**YOUR INSTRUCTIONS:** Print every line of the data exactly as shown.

[Records from a data collection]

==========

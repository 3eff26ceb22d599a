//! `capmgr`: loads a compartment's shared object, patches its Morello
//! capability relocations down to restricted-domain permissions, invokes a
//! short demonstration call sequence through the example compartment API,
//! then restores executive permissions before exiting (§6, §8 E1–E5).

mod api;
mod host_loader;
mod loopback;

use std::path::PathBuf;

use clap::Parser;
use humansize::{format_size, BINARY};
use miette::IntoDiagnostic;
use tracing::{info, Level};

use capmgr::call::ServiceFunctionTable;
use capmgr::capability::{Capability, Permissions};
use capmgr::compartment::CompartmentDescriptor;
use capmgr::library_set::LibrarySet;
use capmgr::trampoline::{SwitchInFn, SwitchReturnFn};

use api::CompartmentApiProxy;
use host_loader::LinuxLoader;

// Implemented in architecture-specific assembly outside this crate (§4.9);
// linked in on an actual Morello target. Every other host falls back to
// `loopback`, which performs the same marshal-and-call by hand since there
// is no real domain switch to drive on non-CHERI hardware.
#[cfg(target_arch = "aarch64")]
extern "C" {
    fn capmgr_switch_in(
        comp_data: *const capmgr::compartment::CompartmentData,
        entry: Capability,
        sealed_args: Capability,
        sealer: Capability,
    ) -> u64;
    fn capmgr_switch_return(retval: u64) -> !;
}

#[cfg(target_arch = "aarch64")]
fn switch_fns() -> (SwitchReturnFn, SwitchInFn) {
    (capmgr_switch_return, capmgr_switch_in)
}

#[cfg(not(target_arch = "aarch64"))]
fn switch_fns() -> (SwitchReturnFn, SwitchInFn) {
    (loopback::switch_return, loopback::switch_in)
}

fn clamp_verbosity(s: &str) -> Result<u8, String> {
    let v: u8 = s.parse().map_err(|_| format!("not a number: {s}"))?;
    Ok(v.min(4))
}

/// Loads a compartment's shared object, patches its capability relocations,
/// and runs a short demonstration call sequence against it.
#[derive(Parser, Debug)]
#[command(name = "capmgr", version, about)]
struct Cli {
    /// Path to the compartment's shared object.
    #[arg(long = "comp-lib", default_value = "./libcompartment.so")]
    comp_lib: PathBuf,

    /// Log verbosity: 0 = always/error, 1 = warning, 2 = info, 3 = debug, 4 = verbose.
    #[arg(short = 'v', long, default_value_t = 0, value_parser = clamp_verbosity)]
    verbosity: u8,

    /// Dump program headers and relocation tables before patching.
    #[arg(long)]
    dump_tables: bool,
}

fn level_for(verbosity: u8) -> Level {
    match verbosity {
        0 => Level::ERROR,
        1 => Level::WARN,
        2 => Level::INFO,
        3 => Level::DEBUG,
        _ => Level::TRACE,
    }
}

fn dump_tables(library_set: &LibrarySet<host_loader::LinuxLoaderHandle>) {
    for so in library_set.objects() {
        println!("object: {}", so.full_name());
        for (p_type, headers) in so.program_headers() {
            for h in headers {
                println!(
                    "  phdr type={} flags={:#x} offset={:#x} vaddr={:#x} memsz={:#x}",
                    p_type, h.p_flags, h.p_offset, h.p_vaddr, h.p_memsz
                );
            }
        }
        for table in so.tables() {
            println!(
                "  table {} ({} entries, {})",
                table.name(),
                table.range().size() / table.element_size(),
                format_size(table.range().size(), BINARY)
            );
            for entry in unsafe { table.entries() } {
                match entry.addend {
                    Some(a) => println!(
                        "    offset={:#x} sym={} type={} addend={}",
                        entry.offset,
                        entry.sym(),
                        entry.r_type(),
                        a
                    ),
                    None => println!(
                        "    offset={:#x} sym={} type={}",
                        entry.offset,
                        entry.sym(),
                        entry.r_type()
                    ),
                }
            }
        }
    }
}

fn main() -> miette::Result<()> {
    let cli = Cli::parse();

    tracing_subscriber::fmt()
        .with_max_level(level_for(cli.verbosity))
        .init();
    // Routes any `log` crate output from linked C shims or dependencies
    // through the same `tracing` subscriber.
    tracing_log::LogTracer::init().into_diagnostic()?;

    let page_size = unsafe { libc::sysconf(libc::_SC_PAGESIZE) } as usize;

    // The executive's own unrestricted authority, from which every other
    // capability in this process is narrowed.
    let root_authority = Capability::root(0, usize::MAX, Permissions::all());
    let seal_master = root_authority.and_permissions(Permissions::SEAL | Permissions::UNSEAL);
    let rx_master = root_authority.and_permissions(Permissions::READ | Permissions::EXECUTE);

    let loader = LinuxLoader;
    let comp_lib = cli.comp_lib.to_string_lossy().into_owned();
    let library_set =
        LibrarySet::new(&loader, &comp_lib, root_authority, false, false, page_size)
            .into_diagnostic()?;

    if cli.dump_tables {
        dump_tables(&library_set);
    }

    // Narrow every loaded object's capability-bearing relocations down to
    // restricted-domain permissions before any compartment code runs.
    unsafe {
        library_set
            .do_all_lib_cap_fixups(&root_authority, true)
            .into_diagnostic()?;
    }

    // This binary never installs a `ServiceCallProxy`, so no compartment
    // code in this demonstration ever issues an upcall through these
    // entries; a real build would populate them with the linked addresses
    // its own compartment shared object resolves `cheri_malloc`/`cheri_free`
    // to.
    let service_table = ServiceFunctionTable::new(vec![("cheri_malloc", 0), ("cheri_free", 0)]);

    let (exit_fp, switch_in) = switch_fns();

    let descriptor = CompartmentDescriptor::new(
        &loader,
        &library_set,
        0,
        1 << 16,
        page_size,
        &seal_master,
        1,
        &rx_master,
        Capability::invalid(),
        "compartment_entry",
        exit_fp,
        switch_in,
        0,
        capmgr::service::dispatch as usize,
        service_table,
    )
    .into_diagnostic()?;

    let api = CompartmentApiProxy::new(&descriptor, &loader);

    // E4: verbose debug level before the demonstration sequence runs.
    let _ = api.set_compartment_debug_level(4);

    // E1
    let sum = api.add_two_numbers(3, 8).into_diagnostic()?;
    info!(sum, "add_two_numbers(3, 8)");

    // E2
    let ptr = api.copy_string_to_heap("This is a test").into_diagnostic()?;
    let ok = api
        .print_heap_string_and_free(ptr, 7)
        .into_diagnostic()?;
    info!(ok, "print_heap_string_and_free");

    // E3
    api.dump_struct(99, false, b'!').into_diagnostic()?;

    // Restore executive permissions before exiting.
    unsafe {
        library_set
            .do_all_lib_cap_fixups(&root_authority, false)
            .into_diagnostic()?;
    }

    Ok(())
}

==========

**ANSWER TO THIS PROBLEM:**
repository 3eff26ceb22d599a
//! `capmgr`: loads a compartment's shared object, patches its Morello
//! capability relocations down to restricted-domain permissions, invokes a
//! short demonstration call sequence through the example compartment API,
//! then restores executive permissions before exiting (§6, §8 E1–E5).

mod api;
mod host_loader;
mod loopback;

use std::path::PathBuf;

use clap::Parser;
use humansize::{format_size, BINARY};
use miette::IntoDiagnostic;
use tracing::{info, Level};

use capmgr::call::ServiceFunctionTable;
use capmgr::capability::{Capability, Permissions};
use capmgr::compartment::CompartmentDescriptor;
use capmgr::library_set::LibrarySet;
use capmgr::trampoline::{SwitchInFn, SwitchReturnFn};

use api::CompartmentApiProxy;
use host_loader::LinuxLoader;

// Implemented in architecture-specific assembly outside this crate (§4.9);
// linked in on an actual Morello target. Every other host falls back to
// `loopback`, which performs the same marshal-and-call by hand since there
// is no real domain switch to drive on non-CHERI hardware.
#[cfg(target_arch = "aarch64")]
extern "C" {
    fn capmgr_switch_in(
        comp_data: *const capmgr::compartment::CompartmentData,
        entry: Capability,
        sealed_args: Capability,
        sealer: Capability,
    ) -> u64;
    fn capmgr_switch_return(retval: u64) -> !;
}

#[cfg(target_arch = "aarch64")]
fn switch_fns() -> (SwitchReturnFn, SwitchInFn) {
    (capmgr_switch_return, capmgr_switch_in)
}

#[cfg(not(target_arch = "aarch64"))]
fn switch_fns() -> (SwitchReturnFn, SwitchInFn) {
    (loopback::switch_return, loopback::switch_in)
}

fn clamp_verbosity(s: &str) -> Result<u8, String> {
    let v: u8 = s.parse().map_err(|_| format!("not a number: {s}"))?;
    Ok(v.min(4))
}

/// Loads a compartment's shared object, patches its capability relocations,
/// and runs a short demonstration call sequence against it.
#[derive(Parser, Debug)]
#[command(name = "capmgr", version, about)]
struct Cli {
    /// Path to the compartment's shared object.
    #[arg(long = "comp-lib", default_value = "./libcompartment.so")]
    comp_lib: PathBuf,

    /// Log verbosity: 0 = always/error, 1 = warning, 2 = info, 3 = debug, 4 = verbose.
    #[arg(short = 'v', long, default_value_t = 0, value_parser = clamp_verbosity)]
    verbosity: u8,

    /// Dump program headers and relocation tables before patching.
    #[arg(long)]
    dump_tables: bool,
}

fn level_for(verbosity: u8) -> Level {
    match verbosity {
        0 => Level::ERROR,
        1 => Level::WARN,
        2 => Level::INFO,
        3 => Level::DEBUG,
        _ => Level::TRACE,
    }
}

fn dump_tables(library_set: &LibrarySet<host_loader::LinuxLoaderHandle>) {
    for so in library_set.objects() {
        println!("object: {}", so.full_name());
        for (p_type, headers) in so.program_headers() {
            for h in headers {
                println!(
                    "  phdr type={} flags={:#x} offset={:#x} vaddr={:#x} memsz={:#x}",
                    p_type, h.p_flags, h.p_offset, h.p_vaddr, h.p_memsz
                );
            }
        }
        for table in so.tables() {
            println!(
                "  table {} ({} entries, {})",
                table.name(),
                table.range().size() / table.element_size(),
                format_size(table.range().size(), BINARY)
            );
            for entry in unsafe { table.entries() } {
                match entry.addend {
                    Some(a) => println!(
                        "    offset={:#x} sym={} type={} addend={}",
                        entry.offset,
                        entry.sym(),
                        entry.r_type(),
                        a
                    ),
                    None => println!(
                        "    offset={:#x} sym={} type={}",
                        entry.offset,
                        entry.sym(),
                        entry.r_type()
                    ),
                }
            }
        }
    }
}

fn main() -> miette::Result<()> {
    let cli = Cli::parse();

    tracing_subscriber::fmt()
        .with_max_level(level_for(cli.verbosity))
        .init();
    // Routes any `log` crate output from linked C shims or dependencies
    // through the same `tracing` subscriber.
    tracing_log::LogTracer::init().into_diagnostic()?;

    let page_size = unsafe { libc::sysconf(libc::_SC_PAGESIZE) } as usize;

    // The executive's own unrestricted authority, from which every other
    // capability in this process is narrowed.
    let root_authority = Capability::root(0, usize::MAX, Permissions::all());
    let seal_master = root_authority.and_permissions(Permissions::SEAL | Permissions::UNSEAL);
    let rx_master = root_authority.and_permissions(Permissions::READ | Permissions::EXECUTE);

    let loader = LinuxLoader;
    let comp_lib = cli.comp_lib.to_string_lossy().into_owned();
    let library_set =
        LibrarySet::new(&loader, &comp_lib, root_authority, false, false, page_size)
            .into_diagnostic()?;

    if cli.dump_tables {
        dump_tables(&library_set);
    }

    // Narrow every loaded object's capability-bearing relocations down to
    // restricted-domain permissions before any compartment code runs.
    unsafe {
        library_set
            .do_all_lib_cap_fixups(&root_authority, true)
            .into_diagnostic()?;
    }

    // This binary never installs a `ServiceCallProxy`, so no compartment
    // code in this demonstration ever issues an upcall through these
    // entries; a real build would populate them with the linked addresses
    // its own compartment shared object resolves `cheri_malloc`/`cheri_free`
    // to.
    let service_table = ServiceFunctionTable::new(vec![("cheri_malloc", 0), ("cheri_free", 0)]);

    let (exit_fp, switch_in) = switch_fns();

    let descriptor = CompartmentDescriptor::new(
        &loader,
        &library_set,
        0,
        1 << 16,
        page_size,
        &seal_master,
        1,
        &rx_master,
        Capability::invalid(),
        "compartment_entry",
        exit_fp,
        switch_in,
        0,
        capmgr::service::dispatch as usize,
        service_table,
    )
    .into_diagnostic()?;

    let api = CompartmentApiProxy::new(&descriptor, &loader);

    // E4: verbose debug level before the demonstration sequence runs.
    let _ = api.set_compartment_debug_level(4);

    // E1
    let sum = api.add_two_numbers(3, 8).into_diagnostic()?;
    info!(sum, "add_two_numbers(3, 8)");

    // E2
    let ptr = api.copy_string_to_heap("This is a test").into_diagnostic()?;
    let ok = api
        .print_heap_string_and_free(ptr, 7)
        .into_diagnostic()?;
    info!(ok, "print_heap_string_and_free");

    // E3
    api.dump_struct(99, false, b'!').into_diagnostic()?;

    // Restore executive permissions before exiting.
    unsafe {
        library_set
            .do_all_lib_cap_fixups(&root_authority, false)
            .into_diagnostic()?;
    }

    Ok(())
}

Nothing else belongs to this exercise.